Entonces todo empezó a derrumbarse, y el peligro ascendió hasta cotas altísimas. El más veloz en la retirada fue sin duda Xaindor, que salió pitando encabezando la huida. Tanto entusiasmo puso en huir, que ¡zas! resbaló en el puente que separa el esqueleto gigante de la caverna, y ¡chof!, hizo chombillo. Llevaba una hora jugando y ya había visto a dios. Quinto fiambre de FdG2012. Pero por detrás venían todos los demás: la caverna se derrumbaba, el esqueleto de Radaga también, llovían pedruscos, huesos afilados, temblaba el suelo. Cruzar el puente era toda una proeza en esas condiciones, y más viendo lo reventados que estaban todos. Fueron cruzando uno a uno, con mayores o menores dificultades (en realidad la tirada era facilita, pero claro, si el dado se tuerce y saca un 1, o un 2, o un 3, pues lo saca, y todos sabéis que a veces lo hace). John Dou, por ejemplo, pasó todo temerario y no tuvo problema, aunque se la jugó bastante. NegasKar se quedó el último y se veía ya palmera. Su tirada era especialmente complicada porque cruzando el puente le cayó una pedrada en la cabeza, y le hice volver a tirar con mayor dificultad. ¡Tenía que sacar 12 o así! Imaginaos una tirada de vida o muerte en la que tienes que sacar 12 o más, es una burrada. Pero me sacó un 14, y es que NegasKar merece seguir vivo porque da mucho juego.

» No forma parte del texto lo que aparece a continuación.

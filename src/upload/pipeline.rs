// Copyright (c) 2025-2026 Adrian Robinson. Licensed under the AGPL-3.0.
// See LICENSE file in the project root for full license text.

//! Worker pool and retry coordinator for chunk uploads.

use std::future::Future;
use std::sync::Arc;

use tokio::sync::{mpsc, watch, Mutex};
use tokio::task::JoinSet;
use tracing::{debug, error, info, warn};

use super::{Chunk, ChunkResult, ChunkUploadConfig};
use crate::metrics;
use crate::storage::traits::StorageError;

const ACTOR: &str = "chunk-uploader";

/// Totals of a successful upload.
#[derive(Debug, Clone, Copy, Default, PartialEq, Eq)]
pub struct UploadSummary {
    pub chunks: usize,
    /// Upload attempts made, including retries
    pub attempts: u64,
}

/// Uploads a set of chunks through a bounded worker pool.
pub struct ChunkUploader {
    config: ChunkUploadConfig,
}

impl ChunkUploader {
    pub fn new(config: ChunkUploadConfig) -> Self {
        Self { config }
    }

    #[must_use]
    pub fn config(&self) -> &ChunkUploadConfig {
        &self.config
    }

    /// Upload every chunk with `upload`, retrying failed chunks with
    /// exponential backoff.
    ///
    /// Returns once all chunks succeeded, or with [`StorageError::ChunkUpload`]
    /// as soon as one chunk failed `max_attempts` times. In-flight uploads
    /// and pending retries are cancelled on return.
    pub async fn upload<F, Fut>(&self, chunks: Vec<Chunk>, upload: F) -> Result<UploadSummary, StorageError>
    where
        F: Fn(Chunk) -> Fut + Send + Sync + 'static,
        Fut: Future<Output = Result<(), StorageError>> + Send + 'static,
    {
        let total = chunks.len();
        if total == 0 {
            return Ok(UploadSummary::default());
        }
        info!(actor = ACTOR, chunks = total, "Uploading snapshot in {} chunks", total);

        let upload = Arc::new(upload);
        let (work_tx, work_rx) = mpsc::unbounded_channel::<Chunk>();
        let work_rx = Arc::new(Mutex::new(work_rx));
        let (result_tx, mut result_rx) = mpsc::unbounded_channel::<ChunkResult>();
        let (stop_tx, stop_rx) = watch::channel(false);

        for chunk in chunks {
            work_tx
                .send(chunk)
                .map_err(|_| StorageError::Backend("chunk work queue closed".into()))?;
        }

        let mut workers = JoinSet::new();
        for worker in 0..self.config.max_parallel.clamp(1, total) {
            workers.spawn(run_worker(
                worker,
                work_rx.clone(),
                result_tx.clone(),
                stop_rx.clone(),
                upload.clone(),
            ));
        }
        // Workers hold the only senders: the result queue closes if they all exit.
        drop(result_tx);

        let mut retries = JoinSet::new();
        let mut remaining = total;
        let mut attempts = 0u64;

        let outcome = loop {
            let Some(ChunkResult { chunk, error }) = result_rx.recv().await else {
                break Err(StorageError::Backend(
                    "chunk workers exited before all chunks were uploaded".into(),
                ));
            };
            attempts += 1;

            let Some(err) = error else {
                metrics::record_chunk_upload("success");
                remaining -= 1;
                debug!(actor = ACTOR, chunk = chunk.id, remaining, "Chunk {} uploaded", chunk.id);
                if remaining == 0 {
                    info!(actor = ACTOR, "All {} chunks uploaded, stopping workers", total);
                    break Ok(UploadSummary { chunks: total, attempts });
                }
                continue;
            };

            metrics::record_chunk_upload("error");
            if chunk.attempt >= self.config.max_attempts {
                error!(
                    actor = ACTOR,
                    chunk = chunk.id,
                    offset = chunk.offset,
                    "Chunk {} still failing after {} attempts, stopping all workers: {}",
                    chunk.id, chunk.attempt, err
                );
                break Err(StorageError::ChunkUpload {
                    chunk_id: chunk.id,
                    offset: chunk.offset,
                    attempts: chunk.attempt,
                    source: Box::new(err),
                });
            }

            let delay = self.config.backoff_for(chunk.attempt);
            let next = Chunk { attempt: chunk.attempt + 1, ..chunk };
            warn!(
                actor = ACTOR,
                chunk = chunk.id,
                offset = chunk.offset,
                "Chunk {} failed ({}), retrying at attempt {} after {:?}",
                chunk.id, err, next.attempt, delay
            );
            metrics::record_chunk_retry();

            let work_tx = work_tx.clone();
            let mut stop = stop_rx.clone();
            retries.spawn(async move {
                tokio::select! {
                    _ = wait_for_stop(&mut stop) => {}
                    _ = tokio::time::sleep(delay) => {
                        if !*stop.borrow() {
                            let _ = work_tx.send(next);
                        }
                    }
                }
            });
        };

        stop_tx.send_replace(true);
        workers.shutdown().await;
        retries.shutdown().await;
        outcome
    }
}

async fn run_worker<F, Fut>(
    worker: usize,
    work_rx: Arc<Mutex<mpsc::UnboundedReceiver<Chunk>>>,
    results: mpsc::UnboundedSender<ChunkResult>,
    mut stop: watch::Receiver<bool>,
    upload: Arc<F>,
) where
    F: Fn(Chunk) -> Fut + Send + Sync + 'static,
    Fut: Future<Output = Result<(), StorageError>> + Send + 'static,
{
    loop {
        let next = {
            let mut rx = work_rx.lock().await;
            tokio::select! {
                biased;
                _ = wait_for_stop(&mut stop) => None,
                chunk = rx.recv() => chunk,
            }
        };
        let Some(chunk) = next else {
            break;
        };

        debug!(actor = ACTOR, worker, chunk = chunk.id, attempt = chunk.attempt, "Uploading chunk");
        let error = upload(chunk).await.err();
        if results.send(ChunkResult { chunk, error }).is_err() {
            break;
        }
    }
    debug!(actor = ACTOR, worker, "Chunk worker stopped");
}

/// Resolves once the stop signal fired (or its sender is gone).
async fn wait_for_stop(stop: &mut watch::Receiver<bool>) {
    while !*stop.borrow_and_update() {
        if stop.changed().await.is_err() {
            return;
        }
    }
}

La sesión terminó con todo el grupo saliendo de la caverna de Radaga derrumbándose, completamente destrozados todos, sin vida, acabados psicológicamente, con dos miembros menos, y cagándose en mi calavera. Eso sí, estaban  muy excitados por la experiencia, y los que habían sobrevivido estaban superorgullosísimos de sus PJs. No era para menos. El nivel de hijoputismo del master había alcanzado, en este sesión, niveles altísimos.